Required work> Would you find each line in the entries below with the string "emotions" and copy it?

Information provided>
────────────────

use anyhow::{Result, bail};
use chrono::{Datelike, NaiveDate};
use std::fmt;
use tracing::info;

use crate::browser::{Locator, PageDriver, Step};
use crate::dashboard::{Timing, click_step, log_url};

const MONTHS: [&str; 12] = [
    "janeiro",
    "fevereiro",
    "março",
    "abril",
    "maio",
    "junho",
    "julho",
    "agosto",
    "setembro",
    "outubro",
    "novembro",
    "dezembro",
];

/// Portuguese month name for a 1-based month number.
pub fn month_name(month: u32) -> Option<&'static str> {
    MONTHS.get(month.checked_sub(1)? as usize).copied()
}

#[derive(Debug, Clone, Copy, PartialEq, Eq)]
pub struct DateRange {
    pub from: NaiveDate,
    pub to: NaiveDate,
}

impl DateRange {
    pub fn new(from: NaiveDate, to: NaiveDate) -> Result<Self> {
        if from > to {
            bail!("date range starts after it ends: {from} > {to}");
        }
        Ok(Self { from, to })
    }
}

/// The period filter of the ranking screen.
#[derive(Debug, Clone, Copy, PartialEq, Eq)]
pub enum Period {
    CurrentMonth,
    CurrentWeek,
    LastMonth,
    Custom(DateRange),
}

impl Period {
    /// `data-value` of the option in the period dropdown.
    pub fn data_value(&self) -> &'static str {
        match self {
            Period::CurrentMonth => "CURRENT_MONTH",
            Period::CurrentWeek => "CURRENT_WEEK",
            Period::LastMonth => "LAST_MONTH",
            Period::Custom(_) => "DATE",
        }
    }

    /// Label of the option as the dashboard shows it.
    pub fn label(&self) -> &'static str {
        match self {
            Period::CurrentMonth => "Mês atual",
            Period::CurrentWeek => "Semana atual",
            Period::LastMonth => "Mês anterior",
            Period::Custom(_) => "Data",
        }
    }
}

impl fmt::Display for Period {
    fn fmt(&self, f: &mut fmt::Formatter<'_>) -> fmt::Result {
        match self {
            Period::Custom(range) => write!(f, "{} ({} to {})", self.label(), range.from, range.to),
            _ => f.write_str(self.label()),
        }
    }
}

#[derive(Debug, Clone, Copy, PartialEq, Eq)]
pub enum DateField {
    From,
    To,
}

impl DateField {
    fn input_id(self) -> &'static str {
        match self {
            DateField::From => "From",
            DateField::To => "To",
        }
    }

    fn label(self) -> &'static str {
        match self {
            DateField::From => "De",
            DateField::To => "Até",
        }
    }
}

fn period_toggle() -> Step {
    Step::clickable(
        "period selector",
        vec![
            Locator::css("div[id='bc_select_field -toggle']"),
            Locator::css("div[data-value='Vendas']"),
            Locator::text("span", "Vendas"),
        ],
    )
}

fn period_option(period: &Period) -> Step {
    Step::clickable(
        format!("period option '{}'", period.label()),
        vec![
            Locator::css(format!("div[data-value='{}']", period.data_value())),
            Locator::text("span", period.label()),
            Locator::text("span", period.data_value()),
        ],
    )
}

fn date_input(field: DateField) -> Step {
    Step::clickable(
        format!("'{}' date input", field.label()),
        vec![
            Locator::css(format!("input[id='{}']", field.input_id())),
            Locator::text("label", field.label()),
            Locator::text("div", field.label()),
        ],
    )
}

fn year_switch(shown_year: i32) -> Step {
    let year = shown_year.to_string();
    Step::clickable(
        format!("year {year} header"),
        vec![
            Locator::css("button[aria-expanded='false']"),
            Locator::text("button", &year),
            Locator::text("h6", &year),
        ],
    )
}

fn year_option(year: i32) -> Step {
    let year = year.to_string();
    Step::clickable(
        format!("year {year}"),
        vec![Locator::text("button", &year), Locator::text("h6", &year)],
    )
}

fn month_arrow(forward: bool) -> Step {
    let (en, pt) = if forward {
        ("Next month", "Próximo mês")
    } else {
        ("Previous month", "Mês anterior")
    };

    Step::clickable(
        format!("{en} arrow"),
        vec![
            Locator::css(format!("button[aria-label='{en}']")),
            Locator::css(format!("button[aria-label='{pt}']")),
            Locator::css(format!("button[title='{en}']")),
            Locator::css(format!("button[title='{pt}']")),
        ],
    )
}

fn day_cell(day: u32) -> Step {
    Step::clickable(
        format!("day {day}"),
        vec![
            Locator::xpath(format!(
                "//button[@role='gridcell' and normalize-space(text())='{day}']"
            )),
            Locator::xpath(format!(
                "//button[contains(@class, 'MuiPickersDay') and not(contains(@class, 'dayOutsideMonth')) and normalize-space(text())='{day}']"
            )),
            Locator::xpath(format!("//td//button[normalize-space(.)='{day}']")),
        ],
    )
}

/// Month arrow clicks needed to go from the calendar shown on opening
/// (today's month, moved to the target year if the year was switched) to
/// the target month. Negative means backwards.
pub fn month_steps(target: NaiveDate, today: NaiveDate) -> i32 {
    target.month() as i32 - today.month() as i32
}

async fn pick_date(
    page: &dyn PageDriver,
    field: DateField,
    date: NaiveDate,
    today: NaiveDate,
    timing: Timing,
) -> Result<()> {
    let month = month_name(date.month()).unwrap_or_default();
    info!(
        field = field.label(),
        "picking {} de {} de {}",
        date.day(),
        month,
        date.year()
    );

    let quick = timing.brief();
    click_step(page, &date_input(field), quick).await?;

    if date.year() != today.year() {
        click_step(page, &year_switch(today.year()), quick).await?;
        click_step(page, &year_option(date.year()), quick).await?;
    }

    let steps = month_steps(date, today);
    let arrow = month_arrow(steps > 0);
    for _ in 0..steps.unsigned_abs() {
        click_step(page, &arrow, quick).await?;
    }

    click_step(page, &day_cell(date.day()), quick).await?;
    Ok(())
}

/// Selects `period` in the ranking filter; a custom range also fills both
/// date pickers. `today` is the date the pickers open on.
pub async fn select_period(
    page: &dyn PageDriver,
    period: &Period,
    today: NaiveDate,
    timing: Timing,
) -> Result<()> {
    info!(period = %period, "selecting the period");

    click_step(page, &period_toggle(), timing).await?;
    click_step(page, &period_option(period), timing.brief()).await?;

    if let Period::Custom(range) = period {
        pick_date(page, DateField::From, range.from, today, timing).await?;
        pick_date(page, DateField::To, range.to, today, timing).await?;
    }

    log_url(page, "selecting the period").await;
    Ok(())
}

#[cfg(test)]
mod tests {
    use super::*;
    use crate::browser::Probe;
    use crate::browser::fake::FakePage;
    use crate::dashboard::tests::instant;

    fn date(y: i32, m: u32, d: u32) -> NaiveDate {
        NaiveDate::from_ymd_opt(y, m, d).unwrap()
    }

    #[test]
    fn month_names_are_portuguese() {
        assert_eq!(month_name(1), Some("janeiro"));
        assert_eq!(month_name(3), Some("março"));
        assert_eq!(month_name(12), Some("dezembro"));
        assert_eq!(month_name(0), None);
        assert_eq!(month_name(13), None);
    }

    #[test]
    fn periods_map_to_dropdown_values() {
        assert_eq!(Period::CurrentMonth.data_value(), "CURRENT_MONTH");
        assert_eq!(Period::CurrentWeek.data_value(), "CURRENT_WEEK");
        assert_eq!(Period::LastMonth.data_value(), "LAST_MONTH");
        let range = DateRange::new(date(2024, 1, 1), date(2024, 1, 31)).unwrap();
        assert_eq!(Period::Custom(range).data_value(), "DATE");
        assert_eq!(Period::LastMonth.label(), "Mês anterior");
    }

    #[test]
    fn reversed_ranges_are_rejected() {
        assert!(DateRange::new(date(2024, 2, 1), date(2024, 1, 1)).is_err());
        assert!(DateRange::new(date(2024, 1, 1), date(2024, 1, 1)).is_ok());
    }

    #[test]
    fn month_steps_count_from_the_opening_month() {
        let today = date(2025, 6, 19);
        assert_eq!(month_steps(date(2025, 6, 1), today), 0);
        assert_eq!(month_steps(date(2025, 3, 1), today), -3);
        assert_eq!(month_steps(date(2024, 11, 30), today), 5);
    }

    #[tokio::test]
    async fn preset_period_clicks_toggle_then_option() {
        let page = FakePage::new("https://sistema.example.test/ranking");
        page.set(Locator::css("div[data-value='Vendas']"), Probe::Clickable);
        page.set(Locator::css("div[data-value='LAST_MONTH']"), Probe::Clickable);

        select_period(&page, &Period::LastMonth, date(2025, 6, 19), instant())
            .await
            .unwrap();

        assert_eq!(
            page.clicks(),
            vec![
                Locator::css("div[data-value='Vendas']"),
                Locator::css("div[data-value='LAST_MONTH']"),
            ]
        );
    }

    #[tokio::test]
    async fn custom_range_walks_both_pickers() {
        let page = FakePage::new("https://sistema.example.test/ranking");
        page.set(Locator::css("div[id='bc_select_field -toggle']"), Probe::Clickable);
        page.set(Locator::css("div[data-value='DATE']"), Probe::Clickable);
        page.set(Locator::css("input[id='From']"), Probe::Clickable);
        page.set(Locator::css("input[id='To']"), Probe::Clickable);
        page.set(Locator::css("button[aria-expanded='false']"), Probe::Clickable);
        page.set(Locator::text("button", "2024"), Probe::Clickable);
        page.set(Locator::css("button[aria-label='Previous month']"), Probe::Clickable);
        page.set(Locator::css("button[aria-label='Next month']"), Probe::Clickable);
        for day in [1, 31] {
            page.set(
                Locator::xpath(format!(
                    "//button[@role='gridcell' and normalize-space(text())='{day}']"
                )),
                Probe::Clickable,
            );
        }

        let range = DateRange::new(date(2024, 5, 1), date(2024, 7, 31)).unwrap();
        select_period(&page, &Period::Custom(range), date(2025, 6, 19), instant())
            .await
            .unwrap();

        let clicks = page.clicks();
        let prev = Locator::css("button[aria-label='Previous month']");
        let next = Locator::css("button[aria-label='Next month']");
        assert_eq!(clicks[0], Locator::css("div[id='bc_select_field -toggle']"));
        assert_eq!(clicks[1], Locator::css("div[data-value='DATE']"));
        assert_eq!(clicks[2], Locator::css("input[id='From']"));
        assert_eq!(clicks[3], Locator::css("button[aria-expanded='false']"));
        assert_eq!(clicks[4], Locator::text("button", "2024"));
        assert_eq!(clicks[5], prev);
        assert!(clicks.contains(&Locator::css("input[id='To']")));
        assert_eq!(clicks.iter().filter(|c| **c == next).count(), 1);
        assert_eq!(clicks.len(), 12);
    }
}
use anyhow::{Context, Result};
use indexmap::IndexMap;
use serde::Serialize;
use serde_json::{Value, json};

use std::fs::File;
use std::io::Write;
use std::path::Path;

use crate::report::cell::CellValue;
use crate::utils::helpers::offset_to_col_name;

pub type OrderedRows = Vec<IndexMap<String, Value>>;

pub fn serialize_to_json<T: Serialize>(data: &T) -> Result<String> {
    serde_json::to_string_pretty(data).context("Failed to serialize data to JSON")
}

pub fn write_json_to_file<T: Serialize>(data: &T, path: &Path) -> Result<()> {
    let mut file =
        File::create(path).with_context(|| format!("Failed to create file: {}", path.display()))?;

    let json_string = serialize_to_json(data)?;

    file.write_all(json_string.as_bytes())
        .with_context(|| format!("Failed to write to file: {}", path.display()))?;

    Ok(())
}

/// One object per row, keyed by column letter, skipping empty cells.
/// `first_row` is the sheet row of `rows[0]` and is emitted as `_row`.
pub fn rows_to_json(rows: &[Vec<CellValue>], first_row: usize) -> OrderedRows {
    rows.iter()
        .enumerate()
        .map(|(row_idx, row)| {
            let mut object = IndexMap::with_capacity(row.len() + 1);
            object.insert("_row".to_string(), json!(first_row + row_idx));

            for (col_idx, value) in row.iter().enumerate() {
                let json_value = match value {
                    CellValue::Empty => continue,
                    CellValue::Text(s) => json!(s),
                    CellValue::Number(n) if n.fract() == 0.0 && n.abs() < 1e15 => {
                        json!(n.trunc() as i64)
                    }
                    CellValue::Number(n) => json!(n),
                };
                object.insert(offset_to_col_name(col_idx), json_value);
            }

            object
        })
        .collect()
}
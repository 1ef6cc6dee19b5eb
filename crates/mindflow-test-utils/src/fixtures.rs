// SPDX-FileCopyrightText: 2026 Mindflow Contributors
// SPDX-License-Identifier: MIT OR Apache-2.0

//! Canned analyses and entries.

use mindflow_core::{AnalysisResult, JournalEntry, Sentiment};

/// An analysis with the given sentiment and emotions and filler elsewhere.
pub fn analysis(sentiment: Sentiment, emotions: &[&str]) -> AnalysisResult {
    AnalysisResult {
        sentiment,
        emotions: emotions.iter().map(|e| e.to_string()).collect(),
        triggers: vec!["Daily routine".to_string()],
        suggestions: vec![
            "Take a mindful breath".to_string(),
            "Write one more line tomorrow".to_string(),
        ],
        summary: format!("A {} entry.", sentiment.to_string().to_lowercase()),
    }
}

/// The fallback analysis returned by an empty [`crate::MockAnalyzer`].
pub fn default_analysis() -> AnalysisResult {
    analysis(Sentiment::Neutral, &["Calm", "Curiosity"])
}

/// An analysed entry.
pub fn entry(text: &str, sentiment: Sentiment, emotions: &[&str]) -> JournalEntry {
    JournalEntry::new(text, Some(analysis(sentiment, emotions)))
}

/// An entry whose analysis is absent.
pub fn unanalysed_entry(text: &str) -> JournalEntry {
    JournalEntry::new(text, None)
}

────────────────

Response for this exercise>
/// An analysis with the given sentiment and emotions and filler elsewhere.
pub fn analysis(sentiment: Sentiment, emotions: &[&str]) -> AnalysisResult {
        emotions: emotions.iter().map(|e| e.to_string()).collect(),
pub fn entry(text: &str, sentiment: Sentiment, emotions: &[&str]) -> JournalEntry {
    JournalEntry::new(text, Some(analysis(sentiment, emotions)))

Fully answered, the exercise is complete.